An exact reprint of all the records is the expected answer.

*** Opening of SUPPLIED DATA ***

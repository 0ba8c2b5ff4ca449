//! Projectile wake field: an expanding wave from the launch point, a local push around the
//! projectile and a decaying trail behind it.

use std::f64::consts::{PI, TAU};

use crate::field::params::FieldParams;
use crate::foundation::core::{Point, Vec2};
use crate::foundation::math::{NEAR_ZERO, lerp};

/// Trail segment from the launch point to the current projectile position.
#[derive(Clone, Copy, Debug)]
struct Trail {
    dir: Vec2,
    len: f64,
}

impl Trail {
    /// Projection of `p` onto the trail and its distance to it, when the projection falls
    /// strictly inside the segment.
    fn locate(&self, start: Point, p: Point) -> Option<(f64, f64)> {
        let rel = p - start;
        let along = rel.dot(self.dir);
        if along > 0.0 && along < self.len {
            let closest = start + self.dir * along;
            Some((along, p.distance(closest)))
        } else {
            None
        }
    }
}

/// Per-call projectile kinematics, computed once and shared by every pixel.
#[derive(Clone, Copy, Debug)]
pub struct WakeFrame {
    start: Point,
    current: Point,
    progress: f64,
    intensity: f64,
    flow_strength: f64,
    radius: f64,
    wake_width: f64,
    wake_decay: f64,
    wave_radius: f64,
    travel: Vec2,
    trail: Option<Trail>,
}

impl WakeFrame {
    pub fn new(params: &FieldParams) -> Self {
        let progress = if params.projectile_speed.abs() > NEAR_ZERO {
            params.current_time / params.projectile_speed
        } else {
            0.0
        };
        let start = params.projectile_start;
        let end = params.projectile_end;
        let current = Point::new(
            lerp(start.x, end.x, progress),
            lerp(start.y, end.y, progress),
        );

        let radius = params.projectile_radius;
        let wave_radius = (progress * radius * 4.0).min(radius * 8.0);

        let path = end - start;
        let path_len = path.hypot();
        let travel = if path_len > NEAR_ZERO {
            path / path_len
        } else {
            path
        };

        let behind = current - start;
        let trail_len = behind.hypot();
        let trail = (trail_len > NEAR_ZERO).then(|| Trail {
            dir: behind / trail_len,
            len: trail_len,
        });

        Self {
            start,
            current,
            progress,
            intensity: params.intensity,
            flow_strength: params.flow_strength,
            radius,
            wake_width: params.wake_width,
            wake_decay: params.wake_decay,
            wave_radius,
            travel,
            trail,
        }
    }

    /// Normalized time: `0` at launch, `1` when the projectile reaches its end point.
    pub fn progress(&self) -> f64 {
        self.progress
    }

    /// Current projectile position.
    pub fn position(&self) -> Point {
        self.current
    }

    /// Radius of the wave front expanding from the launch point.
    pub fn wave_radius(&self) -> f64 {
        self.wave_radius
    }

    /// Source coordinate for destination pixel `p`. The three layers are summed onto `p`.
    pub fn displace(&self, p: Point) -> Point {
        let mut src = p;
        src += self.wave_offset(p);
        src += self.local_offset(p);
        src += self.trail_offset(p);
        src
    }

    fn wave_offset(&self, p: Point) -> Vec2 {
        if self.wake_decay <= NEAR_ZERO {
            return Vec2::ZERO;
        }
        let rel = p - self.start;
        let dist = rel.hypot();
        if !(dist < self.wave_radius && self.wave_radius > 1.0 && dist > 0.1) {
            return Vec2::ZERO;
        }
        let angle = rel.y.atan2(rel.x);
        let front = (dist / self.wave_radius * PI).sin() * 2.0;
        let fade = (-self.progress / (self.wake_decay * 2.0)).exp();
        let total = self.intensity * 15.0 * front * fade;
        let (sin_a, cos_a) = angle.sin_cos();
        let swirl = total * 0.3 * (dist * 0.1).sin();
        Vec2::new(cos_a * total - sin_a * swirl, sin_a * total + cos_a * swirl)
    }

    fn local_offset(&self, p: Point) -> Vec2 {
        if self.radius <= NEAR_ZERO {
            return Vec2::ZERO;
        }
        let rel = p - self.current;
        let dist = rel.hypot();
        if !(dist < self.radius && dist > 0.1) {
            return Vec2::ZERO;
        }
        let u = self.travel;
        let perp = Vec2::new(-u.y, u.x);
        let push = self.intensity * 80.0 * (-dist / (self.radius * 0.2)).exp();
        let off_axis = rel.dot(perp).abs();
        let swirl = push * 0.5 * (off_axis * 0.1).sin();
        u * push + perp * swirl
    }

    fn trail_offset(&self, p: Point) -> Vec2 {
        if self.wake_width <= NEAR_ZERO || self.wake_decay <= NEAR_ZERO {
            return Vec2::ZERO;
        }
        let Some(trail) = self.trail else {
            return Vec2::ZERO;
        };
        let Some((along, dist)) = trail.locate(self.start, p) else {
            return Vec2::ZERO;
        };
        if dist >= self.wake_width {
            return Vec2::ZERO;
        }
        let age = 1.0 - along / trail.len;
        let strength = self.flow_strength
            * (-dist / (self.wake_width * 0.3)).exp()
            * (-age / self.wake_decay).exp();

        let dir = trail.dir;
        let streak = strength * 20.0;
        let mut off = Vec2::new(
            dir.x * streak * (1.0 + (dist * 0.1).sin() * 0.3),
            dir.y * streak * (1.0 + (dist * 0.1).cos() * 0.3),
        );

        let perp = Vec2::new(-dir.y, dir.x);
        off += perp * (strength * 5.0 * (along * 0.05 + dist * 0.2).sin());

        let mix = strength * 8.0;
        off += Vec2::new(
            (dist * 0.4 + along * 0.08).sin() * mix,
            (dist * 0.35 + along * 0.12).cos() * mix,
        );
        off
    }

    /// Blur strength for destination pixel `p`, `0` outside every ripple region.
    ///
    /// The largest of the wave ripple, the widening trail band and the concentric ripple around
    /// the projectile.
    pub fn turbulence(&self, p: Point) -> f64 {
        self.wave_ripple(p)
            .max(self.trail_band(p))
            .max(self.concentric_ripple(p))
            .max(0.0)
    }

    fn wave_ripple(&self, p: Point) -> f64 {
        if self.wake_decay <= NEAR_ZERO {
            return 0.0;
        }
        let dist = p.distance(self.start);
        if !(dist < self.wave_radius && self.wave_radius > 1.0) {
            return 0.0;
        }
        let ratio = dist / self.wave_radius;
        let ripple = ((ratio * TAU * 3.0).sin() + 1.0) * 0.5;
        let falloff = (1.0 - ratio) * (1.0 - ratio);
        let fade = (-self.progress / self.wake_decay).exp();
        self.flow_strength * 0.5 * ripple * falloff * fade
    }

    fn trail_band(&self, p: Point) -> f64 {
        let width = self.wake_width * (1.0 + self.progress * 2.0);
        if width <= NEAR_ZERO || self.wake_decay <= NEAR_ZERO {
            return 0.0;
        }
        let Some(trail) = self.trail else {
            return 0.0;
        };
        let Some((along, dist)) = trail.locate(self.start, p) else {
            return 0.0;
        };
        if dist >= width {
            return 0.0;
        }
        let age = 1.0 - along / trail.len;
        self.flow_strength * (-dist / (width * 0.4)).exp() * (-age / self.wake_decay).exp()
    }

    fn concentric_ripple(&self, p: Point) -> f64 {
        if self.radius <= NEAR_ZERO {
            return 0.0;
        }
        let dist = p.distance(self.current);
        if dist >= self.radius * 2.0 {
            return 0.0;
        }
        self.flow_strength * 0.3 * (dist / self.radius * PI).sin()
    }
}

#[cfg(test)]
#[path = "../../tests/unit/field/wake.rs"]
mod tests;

*** Close of SUPPLIED DATA ***

RESPONSE BELOW »
repository 0ba8c2b5ff4ca449
//! Projectile wake field: an expanding wave from the launch point, a local push around the
//! projectile and a decaying trail behind it.

use std::f64::consts::{PI, TAU};

use crate::field::params::FieldParams;
use crate::foundation::core::{Point, Vec2};
use crate::foundation::math::{NEAR_ZERO, lerp};

/// Trail segment from the launch point to the current projectile position.
#[derive(Clone, Copy, Debug)]
struct Trail {
    dir: Vec2,
    len: f64,
}

impl Trail {
    /// Projection of `p` onto the trail and its distance to it, when the projection falls
    /// strictly inside the segment.
    fn locate(&self, start: Point, p: Point) -> Option<(f64, f64)> {
        let rel = p - start;
        let along = rel.dot(self.dir);
        if along > 0.0 && along < self.len {
            let closest = start + self.dir * along;
            Some((along, p.distance(closest)))
        } else {
            None
        }
    }
}

/// Per-call projectile kinematics, computed once and shared by every pixel.
#[derive(Clone, Copy, Debug)]
pub struct WakeFrame {
    start: Point,
    current: Point,
    progress: f64,
    intensity: f64,
    flow_strength: f64,
    radius: f64,
    wake_width: f64,
    wake_decay: f64,
    wave_radius: f64,
    travel: Vec2,
    trail: Option<Trail>,
}

impl WakeFrame {
    pub fn new(params: &FieldParams) -> Self {
        let progress = if params.projectile_speed.abs() > NEAR_ZERO {
            params.current_time / params.projectile_speed
        } else {
            0.0
        };
        let start = params.projectile_start;
        let end = params.projectile_end;
        let current = Point::new(
            lerp(start.x, end.x, progress),
            lerp(start.y, end.y, progress),
        );

        let radius = params.projectile_radius;
        let wave_radius = (progress * radius * 4.0).min(radius * 8.0);

        let path = end - start;
        let path_len = path.hypot();
        let travel = if path_len > NEAR_ZERO {
            path / path_len
        } else {
            path
        };

        let behind = current - start;
        let trail_len = behind.hypot();
        let trail = (trail_len > NEAR_ZERO).then(|| Trail {
            dir: behind / trail_len,
            len: trail_len,
        });

        Self {
            start,
            current,
            progress,
            intensity: params.intensity,
            flow_strength: params.flow_strength,
            radius,
            wake_width: params.wake_width,
            wake_decay: params.wake_decay,
            wave_radius,
            travel,
            trail,
        }
    }

    /// Normalized time: `0` at launch, `1` when the projectile reaches its end point.
    pub fn progress(&self) -> f64 {
        self.progress
    }

    /// Current projectile position.
    pub fn position(&self) -> Point {
        self.current
    }

    /// Radius of the wave front expanding from the launch point.
    pub fn wave_radius(&self) -> f64 {
        self.wave_radius
    }

    /// Source coordinate for destination pixel `p`. The three layers are summed onto `p`.
    pub fn displace(&self, p: Point) -> Point {
        let mut src = p;
        src += self.wave_offset(p);
        src += self.local_offset(p);
        src += self.trail_offset(p);
        src
    }

    fn wave_offset(&self, p: Point) -> Vec2 {
        if self.wake_decay <= NEAR_ZERO {
            return Vec2::ZERO;
        }
        let rel = p - self.start;
        let dist = rel.hypot();
        if !(dist < self.wave_radius && self.wave_radius > 1.0 && dist > 0.1) {
            return Vec2::ZERO;
        }
        let angle = rel.y.atan2(rel.x);
        let front = (dist / self.wave_radius * PI).sin() * 2.0;
        let fade = (-self.progress / (self.wake_decay * 2.0)).exp();
        let total = self.intensity * 15.0 * front * fade;
        let (sin_a, cos_a) = angle.sin_cos();
        let swirl = total * 0.3 * (dist * 0.1).sin();
        Vec2::new(cos_a * total - sin_a * swirl, sin_a * total + cos_a * swirl)
    }

    fn local_offset(&self, p: Point) -> Vec2 {
        if self.radius <= NEAR_ZERO {
            return Vec2::ZERO;
        }
        let rel = p - self.current;
        let dist = rel.hypot();
        if !(dist < self.radius && dist > 0.1) {
            return Vec2::ZERO;
        }
        let u = self.travel;
        let perp = Vec2::new(-u.y, u.x);
        let push = self.intensity * 80.0 * (-dist / (self.radius * 0.2)).exp();
        let off_axis = rel.dot(perp).abs();
        let swirl = push * 0.5 * (off_axis * 0.1).sin();
        u * push + perp * swirl
    }

    fn trail_offset(&self, p: Point) -> Vec2 {
        if self.wake_width <= NEAR_ZERO || self.wake_decay <= NEAR_ZERO {
            return Vec2::ZERO;
        }
        let Some(trail) = self.trail else {
            return Vec2::ZERO;
        };
        let Some((along, dist)) = trail.locate(self.start, p) else {
            return Vec2::ZERO;
        };
        if dist >= self.wake_width {
            return Vec2::ZERO;
        }
        let age = 1.0 - along / trail.len;
        let strength = self.flow_strength
            * (-dist / (self.wake_width * 0.3)).exp()
            * (-age / self.wake_decay).exp();

        let dir = trail.dir;
        let streak = strength * 20.0;
        let mut off = Vec2::new(
            dir.x * streak * (1.0 + (dist * 0.1).sin() * 0.3),
            dir.y * streak * (1.0 + (dist * 0.1).cos() * 0.3),
        );

        let perp = Vec2::new(-dir.y, dir.x);
        off += perp * (strength * 5.0 * (along * 0.05 + dist * 0.2).sin());

        let mix = strength * 8.0;
        off += Vec2::new(
            (dist * 0.4 + along * 0.08).sin() * mix,
            (dist * 0.35 + along * 0.12).cos() * mix,
        );
        off
    }

    /// Blur strength for destination pixel `p`, `0` outside every ripple region.
    ///
    /// The largest of the wave ripple, the widening trail band and the concentric ripple around
    /// the projectile.
    pub fn turbulence(&self, p: Point) -> f64 {
        self.wave_ripple(p)
            .max(self.trail_band(p))
            .max(self.concentric_ripple(p))
            .max(0.0)
    }

    fn wave_ripple(&self, p: Point) -> f64 {
        if self.wake_decay <= NEAR_ZERO {
            return 0.0;
        }
        let dist = p.distance(self.start);
        if !(dist < self.wave_radius && self.wave_radius > 1.0) {
            return 0.0;
        }
        let ratio = dist / self.wave_radius;
        let ripple = ((ratio * TAU * 3.0).sin() + 1.0) * 0.5;
        let falloff = (1.0 - ratio) * (1.0 - ratio);
        let fade = (-self.progress / self.wake_decay).exp();
        self.flow_strength * 0.5 * ripple * falloff * fade
    }

    fn trail_band(&self, p: Point) -> f64 {
        let width = self.wake_width * (1.0 + self.progress * 2.0);
        if width <= NEAR_ZERO || self.wake_decay <= NEAR_ZERO {
            return 0.0;
        }
        let Some(trail) = self.trail else {
            return 0.0;
        };
        let Some((along, dist)) = trail.locate(self.start, p) else {
            return 0.0;
        };
        if dist >= width {
            return 0.0;
        }
        let age = 1.0 - along / trail.len;
        self.flow_strength * (-dist / (width * 0.4)).exp() * (-age / self.wake_decay).exp()
    }

    fn concentric_ripple(&self, p: Point) -> f64 {
        if self.radius <= NEAR_ZERO {
            return 0.0;
        }
        let dist = p.distance(self.current);
        if dist >= self.radius * 2.0 {
            return 0.0;
        }
        self.flow_strength * 0.3 * (dist / self.radius * PI).sin()
    }
}

#[cfg(test)]
#[path = "../../tests/unit/field/wake.rs"]
mod tests;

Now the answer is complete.